Stored items:
********************
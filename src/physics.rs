// src/physics.rs
// ==============================================================================
// RAPIER RIG — RAYCAST-SUSPENSION VEHICLES ON A FLAT GROUND PLANE
// ------------------------------------------------------------------------------
// Per vehicle, per tick:
// 1) raycast suspension contacts            (suspension_contact.rs)
// 2) VehicleSimulator::step                 (aero forces + wheel commands)
// 3) tire forces at each contact point      (normal + long + lateral)
// 4) anti-roll bars per axle
// Then, once per tick for the whole world:
// 5) angular damping, rapier pipeline step, runaway-body reset
// ==============================================================================

use std::collections::HashMap;

use nalgebra::{Point3, Quaternion, UnitQuaternion, Vector3};
use rapier3d::prelude::*;

use crate::suspension_contact::{SuspensionContact, WheelMount, build_suspension_contact, slip_components, wheel_basis_world};
use crate::vehicle::body::{MAX_FORWARD_SLIP, PhysicsBody, WheelContact, WheelSlip};
use crate::vehicle::profile::VehicleProfile;
use crate::vehicle::simulator::{TickReport, VehicleSimulator};
use crate::vehicle::state::WheelId;

const GROUP_GROUND: Group  = Group::from_bits_truncate(0b0001);
const GROUP_CHASSIS: Group = Group::from_bits_truncate(0b0010);

pub const GRAVITY: f32 = 9.81;
pub const SPAWN_HEIGHT: f32 = 1.3;                       // m above the requested point
pub const WORLD_LIMIT: f32 = 1_000.0;                    // |coord| beyond this is a runaway
pub const CHASSIS_HALF_EXTENTS: [f32; 3] = [1.0, 0.35, 2.1];
pub const CHASSIS_COM_OFFSET: [f32; 3] = [0.0, -0.15, 0.0];
const WHEEL_MOUNT_X: f32 = 0.8;                          // +X is left
const WHEEL_MOUNT_Y: f32 = -0.3;
const ARB_FRONT: f32 = 18_000.0;                         // N/m
const ARB_REAR: f32 = 12_000.0;                          // N/m
const ANGULAR_DAMPING_PER_SEC: f32 = 2.0;
const LOW_SPEED_YAW_DAMPING: f32 = 6.0;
********************
Exercise:
Word for word, return all of the records.

Result of this exercise:
filename src/physics.rs
// src/physics.rs
// ==============================================================================
// RAPIER RIG — RAYCAST-SUSPENSION VEHICLES ON A FLAT GROUND PLANE
// ------------------------------------------------------------------------------
// Per vehicle, per tick:
// 1) raycast suspension contacts            (suspension_contact.rs)
// 2) VehicleSimulator::step                 (aero forces + wheel commands)
// 3) tire forces at each contact point      (normal + long + lateral)
// 4) anti-roll bars per axle
// Then, once per tick for the whole world:
// 5) angular damping, rapier pipeline step, runaway-body reset
// ==============================================================================

use std::collections::HashMap;

use nalgebra::{Point3, Quaternion, UnitQuaternion, Vector3};
use rapier3d::prelude::*;

use crate::suspension_contact::{SuspensionContact, WheelMount, build_suspension_contact, slip_components, wheel_basis_world};
use crate::vehicle::body::{MAX_FORWARD_SLIP, PhysicsBody, WheelContact, WheelSlip};
use crate::vehicle::profile::VehicleProfile;
use crate::vehicle::simulator::{TickReport, VehicleSimulator};
use crate::vehicle::state::WheelId;

const GROUP_GROUND: Group  = Group::from_bits_truncate(0b0001);
const GROUP_CHASSIS: Group = Group::from_bits_truncate(0b0010);

pub const GRAVITY: f32 = 9.81;
pub const SPAWN_HEIGHT: f32 = 1.3;                       // m above the requested point
pub const WORLD_LIMIT: f32 = 1_000.0;                    // |coord| beyond this is a runaway
pub const CHASSIS_HALF_EXTENTS: [f32; 3] = [1.0, 0.35, 2.1];
pub const CHASSIS_COM_OFFSET: [f32; 3] = [0.0, -0.15, 0.0];
const WHEEL_MOUNT_X: f32 = 0.8;                          // +X is left
const WHEEL_MOUNT_Y: f32 = -0.3;
const ARB_FRONT: f32 = 18_000.0;                         // N/m
const ARB_REAR: f32 = 12_000.0;                          // N/m
const ANGULAR_DAMPING_PER_SEC: f32 = 2.0;
const LOW_SPEED_YAW_DAMPING: f32 = 6.0;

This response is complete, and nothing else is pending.